The Chinese concept of “one country, two systems” is most obviously played out in Hong Kong’s boisterous media. Daily newspapers and local television reports here regularly carry photos and reports that would be banned on the mainland.
This does not seem to have abated in this special administrative region of China even as anger grows across the country over what is seen as unfair criticism in the Western media and as the mainland press pumps out glowing patriotic reports of the Olympic efforts.
Although local television spent hours with live broadcasts of the torch relay on Friday, not all media joined in. Local newsstands were covered with photos of a local bus crash, not the Olympics. The state-run China Daily was alone in publishing a shot of marching Chinese troops, and a several full-page photo essays with headlines like “Keep Olympic Joy Flowing.”

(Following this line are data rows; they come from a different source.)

//! Browser-driven login against the provider web portal

use async_trait::async_trait;
use serde_json::{json, Value};
use std::collections::HashMap;
use std::time::Duration;
use tokio::sync::{mpsc, watch};
use tokio::time::{sleep, Instant};

use super::cdp::{header_value, BrowserProcess, CdpConnection, CdpEvent, LaunchOptions};
use crate::config::Config;
use crate::error::LoginError;
use crate::models::{CapturedAuth, Cookie};
use crate::services::credentials::Credentials;

pub const GUIDE_URL: &str = "https://stream.directv.com/guide";

/// Requests whose Authorization header is the session token
const AUTH_MARKERS: [&str; 2] = [
    "/right/authorization/channel/v1",
    "/discovery/metadata/channel/v5/service/allchannels",
];

const EMAIL_SELECTOR: &str = r#"input[type="email"]"#;
const PASSWORD_SELECTOR: &str = r#"input[type="password"]"#;

/// Something that can log in and hand back the captured auth material
#[async_trait]
pub trait LoginDriver: Send + Sync {
    async fn login(&self, credentials: &Credentials) -> Result<CapturedAuth, LoginError>;
}

/// Login driver backed by headless Chromium over DevTools
pub struct ChromeLoginDriver {
    launch: LaunchOptions,
    page_timeout: Duration,
}

impl ChromeLoginDriver {
    pub fn new(config: &Config) -> Self {
        Self {
            launch: LaunchOptions {
                executable: config.browser_path.clone(),
                profile_dir: config.browser_profile_dir(),
                headless: config.browser_headless,
                user_agent: config.user_agent.clone(),
                startup_timeout: Duration::from_secs(30),
            },
            page_timeout: Duration::from_secs(config.login_timeout_secs),
        }
    }

    async fn run(
        &self,
        browser: &BrowserProcess,
        credentials: &Credentials,
    ) -> Result<CapturedAuth, LoginError> {
        let (cdp, events) = CdpConnection::connect(browser.ws_url()).await?;

        let target = cdp
            .call("Target.createTarget", json!({ "url": "about:blank" }), None)
            .await?;
        let target_id = target
            .get("targetId")
            .and_then(|t| t.as_str())
            .ok_or_else(|| LoginError::Browser("createTarget returned no targetId".to_string()))?
            .to_string();

        let attached = cdp
            .call(
                "Target.attachToTarget",
                json!({ "targetId": target_id, "flatten": true }),
                None,
            )
            .await?;
        let session_id = attached
            .get("sessionId")
            .and_then(|s| s.as_str())
            .ok_or_else(|| LoginError::Browser("attachToTarget returned no sessionId".to_string()))?
            .to_string();

        // Start capturing before anything is requested
        let (capture_tx, mut capture_rx) = watch::channel(None::<(String, String)>);
        let capture_task = tokio::spawn(capture_authorization(events, capture_tx));

        let page = Page {
            cdp: &cdp,
            session_id: &session_id,
        };
        page.call("Network.enable", json!({})).await?;
        page.call("Page.enable", json!({})).await?;

        tracing::info!("Navigating to provider guide");
        page.call("Page.navigate", json!({ "url": GUIDE_URL })).await?;
        sleep(Duration::from_secs(3)).await;

        let current = page.location().await?;
        if is_login_page(&current) {
            tracing::info!("Login page detected, submitting credentials");
            self.submit_credentials(&page, credentials, &capture_rx).await?;
        } else {
            tracing::info!("Existing browser session reused");
        }

        // Wait for the guide to call an authorized endpoint
        let (request_url, authorization) = wait_for_capture(&mut capture_rx, self.page_timeout)
            .await
            .ok_or_else(|| {
                LoginError::Timeout("no authorized provider request observed".to_string())
            })?;
        capture_task.abort();

        let cookies = read_cookies(&cdp).await.unwrap_or_else(|e| {
            tracing::warn!("Could not read browser cookies: {}", e);
            Vec::new()
        });

        let _ = cdp.call("Browser.close", json!({}), None).await;

        Ok(CapturedAuth {
            authorization,
            request_url,
            cookies,
        })
    }

    async fn submit_credentials(
        &self,
        page: &Page<'_>,
        credentials: &Credentials,
        capture_rx: &watch::Receiver<Option<(String, String)>>,
    ) -> Result<(), LoginError> {
        page.wait_for_selector(EMAIL_SELECTOR, Duration::from_secs(10))
            .await?;
        page.fill(EMAIL_SELECTOR, &credentials.username).await?;
        page.press_enter().await?;
        sleep(Duration::from_secs(2)).await;

        page.wait_for_selector(PASSWORD_SELECTOR, Duration::from_secs(10))
            .await?;
        page.fill(PASSWORD_SELECTOR, &credentials.password).await?;
        page.press_enter().await?;
        tracing::info!("Credentials submitted");

        // Redirect back to the guide, bounded at 45s
        let deadline = Instant::now() + Duration::from_secs(45);
        loop {
            let captured = capture_rx.borrow().is_some();
            if captured {
                return Ok(());
            }
            let url = page.location().await?;
            if url.contains("stream.directv.com") && !is_login_page(&url) {
                tracing::info!("Login redirect complete");
                return Ok(());
            }
            if Instant::now() >= deadline {
                let message = page.login_error_text().await.unwrap_or_default();
                return Err(if is_login_page(&url) {
                    LoginError::CredentialsRejected(if message.is_empty() {
                        "still on sign-in page after submit".to_string()
                    } else {
                        message
                    })
                } else {
                    LoginError::Timeout(format!("no redirect to guide (at {})", url))
                });
            }
            sleep(Duration::from_millis(500)).await;
        }
    }
}

#[async_trait]
impl LoginDriver for ChromeLoginDriver {
    async fn login(&self, credentials: &Credentials) -> Result<CapturedAuth, LoginError> {
        let browser = BrowserProcess::launch(&self.launch).await?;
        let overall = self.page_timeout + Duration::from_secs(90);

        let result = match tokio::time::timeout(overall, self.run(&browser, credentials)).await {
            Ok(r) => r,
            Err(_) => Err(LoginError::Timeout(format!(
                "login did not finish within {}s",
                overall.as_secs()
            ))),
        };

        browser.kill().await;
        result
    }
}

/// Commands scoped to the attached page session
struct Page<'a> {
    cdp: &'a CdpConnection,
    session_id: &'a str,
}

impl Page<'_> {
    async fn call(&self, method: &str, params: Value) -> Result<Value, LoginError> {
        self.cdp.call(method, params, Some(self.session_id)).await
    }

    async fn evaluate(&self, expression: &str) -> Result<Value, LoginError> {
        let result = self
            .call(
                "Runtime.evaluate",
                json!({ "expression": expression, "returnByValue": true, "awaitPromise": true }),
            )
            .await?;
        if let Some(exc) = result.get("exceptionDetails") {
            return Err(LoginError::Browser(format!("script error: {}", exc)));
        }
        Ok(result
            .get("result")
            .and_then(|r| r.get("value"))
            .cloned()
            .unwrap_or(Value::Null))
    }

    async fn location(&self) -> Result<String, LoginError> {
        Ok(self
            .evaluate("window.location.href")
            .await?
            .as_str()
            .unwrap_or_default()
            .to_string())
    }

    async fn wait_for_selector(&self, selector: &str, timeout: Duration) -> Result<(), LoginError> {
        let expression = format!(
            "(() => {{ const el = document.querySelector({}); \
             return !!el && el.offsetParent !== null; }})()",
            js_string(selector)
        );
        let deadline = Instant::now() + timeout;
        loop {
            if self.evaluate(&expression).await?.as_bool() == Some(true) {
                return Ok(());
            }
            if Instant::now() >= deadline {
                return Err(LoginError::SelectorNotFound(selector.to_string()));
            }
            sleep(Duration::from_millis(250)).await;
        }
    }

    /// Set an input's value the way a user edit would, so framework
    /// listeners see the change
    async fn fill(&self, selector: &str, value: &str) -> Result<(), LoginError> {
        let expression = format!(
            "(() => {{ const el = document.querySelector({sel}); if (!el) return false; \
             el.focus(); \
             const setter = Object.getOwnPropertyDescriptor(HTMLInputElement.prototype, 'value').set; \
             setter.call(el, {val}); \
             el.dispatchEvent(new Event('input', {{ bubbles: true }})); \
             el.dispatchEvent(new Event('change', {{ bubbles: true }})); \
             return true; }})()",
            sel = js_string(selector),
            val = js_string(value),
        );
        match self.evaluate(&expression).await?.as_bool() {
            Some(true) => Ok(()),
            _ => Err(LoginError::SelectorNotFound(selector.to_string())),
        }
    }

    async fn press_enter(&self) -> Result<(), LoginError> {
        for kind in ["keyDown", "keyUp"] {
            let mut params = json!({
                "type": kind,
                "key": "Enter",
                "code": "Enter",
                "windowsVirtualKeyCode": 13,
                "nativeVirtualKeyCode": 13,
            });
            if kind == "keyDown" {
                params["text"] = Value::String("\r".to_string());
            }
            self.call("Input.dispatchKeyEvent", params).await?;
        }
        Ok(())
    }

    async fn login_error_text(&self) -> Result<String, LoginError> {
        let value = self
            .evaluate(
                "(() => { const el = document.querySelector('[role=\"alert\"], .error, .errorMessage'); \
                 return el ? el.innerText.trim() : ''; })()",
            )
            .await?;
        Ok(value.as_str().unwrap_or_default().to_string())
    }
}

fn js_string(value: &str) -> String {
    serde_json::to_string(value).unwrap_or_else(|_| "\"\"".to_string())
}

pub fn is_login_page(url: &str) -> bool {
    url.contains("identity.directv.com") && url.contains("weblogin")
}

fn is_auth_request(url: &str) -> bool {
    AUTH_MARKERS.iter().any(|m| url.contains(m))
}

/// Watch network events for the first authorized provider request.
///
/// Headers added by the page script show up on `requestWillBeSent`; headers
/// added by the network stack only on the matching `ExtraInfo` event, which
/// may arrive in either order.
async fn capture_authorization(
    mut events: mpsc::UnboundedReceiver<CdpEvent>,
    tx: watch::Sender<Option<(String, String)>>,
) {
    let mut urls: HashMap<String, String> = HashMap::new();
    let mut extra: HashMap<String, String> = HashMap::new();

    while let Some(event) = events.recv().await {
        let request_id = event
            .params
            .get("requestId")
            .and_then(|r| r.as_str())
            .unwrap_or_default()
            .to_string();

        match event.method.as_str() {
            "Network.requestWillBeSent" => {
                let request = match event.params.get("request") {
                    Some(r) => r,
                    None => continue,
                };
                let url = request.get("url").and_then(|u| u.as_str()).unwrap_or_default();
                if !is_auth_request(url) {
                    continue;
                }
                let auth = request
                    .get("headers")
                    .and_then(|h| header_value(h, "authorization"))
                    .map(String::from)
                    .or_else(|| extra.remove(&request_id));
                match auth {
                    Some(auth) if !auth.trim().is_empty() => {
                        tracing::info!("Captured authorization from {}", truncate(url, 80));
                        let _ = tx.send(Some((url.to_string(), auth)));
                        return;
                    }
                    _ => {
                        urls.insert(request_id, url.to_string());
                    }
                }
            }
            "Network.requestWillBeSentExtraInfo" => {
                let auth = event
                    .params
                    .get("headers")
                    .and_then(|h| header_value(h, "authorization"))
                    .map(String::from);
                if let Some(auth) = auth.filter(|a| !a.trim().is_empty()) {
                    if let Some(url) = urls.remove(&request_id) {
                        tracing::info!("Captured authorization from {}", truncate(&url, 80));
                        let _ = tx.send(Some((url, auth)));
                        return;
                    }
                    extra.insert(request_id, auth);
                }
            }
            _ => {}
        }
    }
}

The day before, newspapers mingled images of official celebrations with coverage of protests. The English-language South China Morning Post and the Chinese-language Apple Daily and Ming Pao all ran photos of free-speech activists with gags over their mouths, and a three-story-high “pillar of shame,” which depicts a jumble of naked corpses with desperate-looking faces. Ming Pao showed an inscription on the pillar’s base reading: “The Tiananmen Massacre: The old cannot kill the young,” a reference to the 1989 crackdown in Beijing, photos of which are still censored in the mainland press.